As video games get better and job prospects worse, more young men are dropping out of the job market to spend their time in an alternate reality. Ryan Avent suspects this is the beginning of something big

[...] Over the last 15 years there has been a steady and disconcerting leak of young people away from the labour force in America. Between 2000 and 2015, the employment rate for men in their 20s without a college education dropped ten percentage points, from 82% to 72%. In 2015, remarkably, 22% of men in this group – a cohort of people in the most consequential years of their working lives – reported to surveyors that they had not worked at all in the prior 12 months. That was in 2015: when the unemployment rate nationwide fell to 5%, and the American economy added 2.7m new jobs. Back in 2000, less than 10% of such men were in similar circumstances.

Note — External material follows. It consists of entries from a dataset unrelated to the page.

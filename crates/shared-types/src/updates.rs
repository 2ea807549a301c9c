//! # Member updates
//!
//! Outbound wrappers for `updateComponent`. A literal is sent as
//! `{ "$type": <type>, "value": ... }`, a reference as
//! `{ "$type": "reference", "targetId": ... }`, and a collection as
//! `{ "$type": "list", "elements": [...] }`.
//!
//! An element without `id` asks the host to allocate a new slot; an element
//! with `id` retargets that existing slot.

use crate::scene::{Float3, RawMember, LIST_KIND, REFERENCE_KIND};
use serde::Serialize;
use serde_json::{json, Value};
use std::collections::BTreeMap;

/// One member assignment.
#[derive(Debug, Clone, PartialEq, Serialize)]
#[serde(into = "RawMember")]
pub enum MemberUpdate {
    Value { type_tag: String, value: Value },
    Reference { target_id: String },
    Collection { elements: Vec<ElementUpdate> },
}

/// One collection element assignment.
#[derive(Debug, Clone, PartialEq)]
pub struct ElementUpdate {
    /// Existing element id; `None` appends a new element.
    pub id: Option<String>,
    pub target_id: String,
}

impl ElementUpdate {
    /// New element; the host assigns its id.
    pub fn append(target_id: impl Into<String>) -> Self {
        Self {
            id: None,
            target_id: target_id.into(),
        }
    }

    /// Retarget an existing element.
    pub fn existing(id: impl Into<String>, target_id: impl Into<String>) -> Self {
        Self {
            id: Some(id.into()),
            target_id: target_id.into(),
        }
    }
}

impl MemberUpdate {
    pub fn value(type_tag: impl Into<String>, value: Value) -> Self {
        MemberUpdate::Value {
            type_tag: type_tag.into(),
            value,
        }
    }

    pub fn uri(uri: impl Into<String>) -> Self {
        Self::value("Uri", Value::String(uri.into()))
    }

    pub fn string(text: impl Into<String>) -> Self {
        Self::value("string", Value::String(text.into()))
    }

    pub fn boolean(flag: bool) -> Self {
        Self::value("bool", Value::Bool(flag))
    }

    pub fn int(number: i32) -> Self {
        Self::value("int", json!(number))
    }

    pub fn float3(vector: Float3) -> Self {
        Self::value("float3", json!({ "x": vector.x, "y": vector.y, "z": vector.z }))
    }

    /// Enum members travel as their variant name.
    pub fn enumeration(variant: impl Into<String>) -> Self {
        Self::value("enum", Value::String(variant.into()))
    }

    pub fn reference(target_id: impl Into<String>) -> Self {
        MemberUpdate::Reference {
            target_id: target_id.into(),
        }
    }

    pub fn list(elements: Vec<ElementUpdate>) -> Self {
        MemberUpdate::Collection { elements }
    }
}

impl From<MemberUpdate> for RawMember {
    fn from(update: MemberUpdate) -> Self {
        match update {
            MemberUpdate::Value { type_tag, value } => RawMember {
                kind: type_tag,
                value: Some(value),
                ..Default::default()
            },
            MemberUpdate::Reference { target_id } => RawMember {
                kind: REFERENCE_KIND.to_string(),
                target_id: Some(target_id),
                ..Default::default()
            },
            MemberUpdate::Collection { elements } => RawMember {
                kind: LIST_KIND.to_string(),
                elements: Some(
                    elements
                        .into_iter()
                        .map(|element| RawMember {
                            kind: REFERENCE_KIND.to_string(),
                            id: element.id,
                            target_id: Some(element.target_id),
                            ..Default::default()
                        })
                        .collect(),
                ),
                ..Default::default()
            },
        }
    }
}

/// Partial member mapping merged by `updateComponent`. Ordered by member name
/// so encoded frames are deterministic.
#[derive(Debug, Clone, Default, PartialEq, Serialize)]
#[serde(transparent)]
pub struct MemberPatch(BTreeMap<String, MemberUpdate>);

impl MemberPatch {
    pub fn new() -> Self {
        Self::default()
    }

    /// Builder-style insert.
    pub fn set(mut self, name: impl Into<String>, update: MemberUpdate) -> Self {
        self.0.insert(name.into(), update);
        self
    }

    pub fn get(&self, name: &str) -> Option<&MemberUpdate> {
        self.0.get(name)
    }

    pub fn len(&self) -> usize {
        self.0.len()
    }

    pub fn is_empty(&self) -> bool {
        self.0.is_empty()
    }

    pub fn names(&self) -> impl Iterator<Item = &str> {
        self.0.keys().map(String::as_str)
    }
}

What these individuals are not doing is clear enough, says Erik Hurst, an economist at the University of Chicago, who has been studying the phenomenon. They are not leaving home; in 2015 more than 50% lived with a parent or close relative. Neither are they getting married. What they are doing, Hurst reckons, is playing video games. As the hours young men spent in work dropped in the 2000s, hours spent in leisure activities rose nearly one-for-one. Of the rise in leisure time, 75% was accounted for by video games. It looks as though some small but meaningful share of the young-adult population is delaying employment or cutting back hours in order to spend more time with their video game of choice.

TFA is worth reading in full. Much more deliberative than usual.

Previously on SoylentNews: Why Ever Stop Playing Video Games?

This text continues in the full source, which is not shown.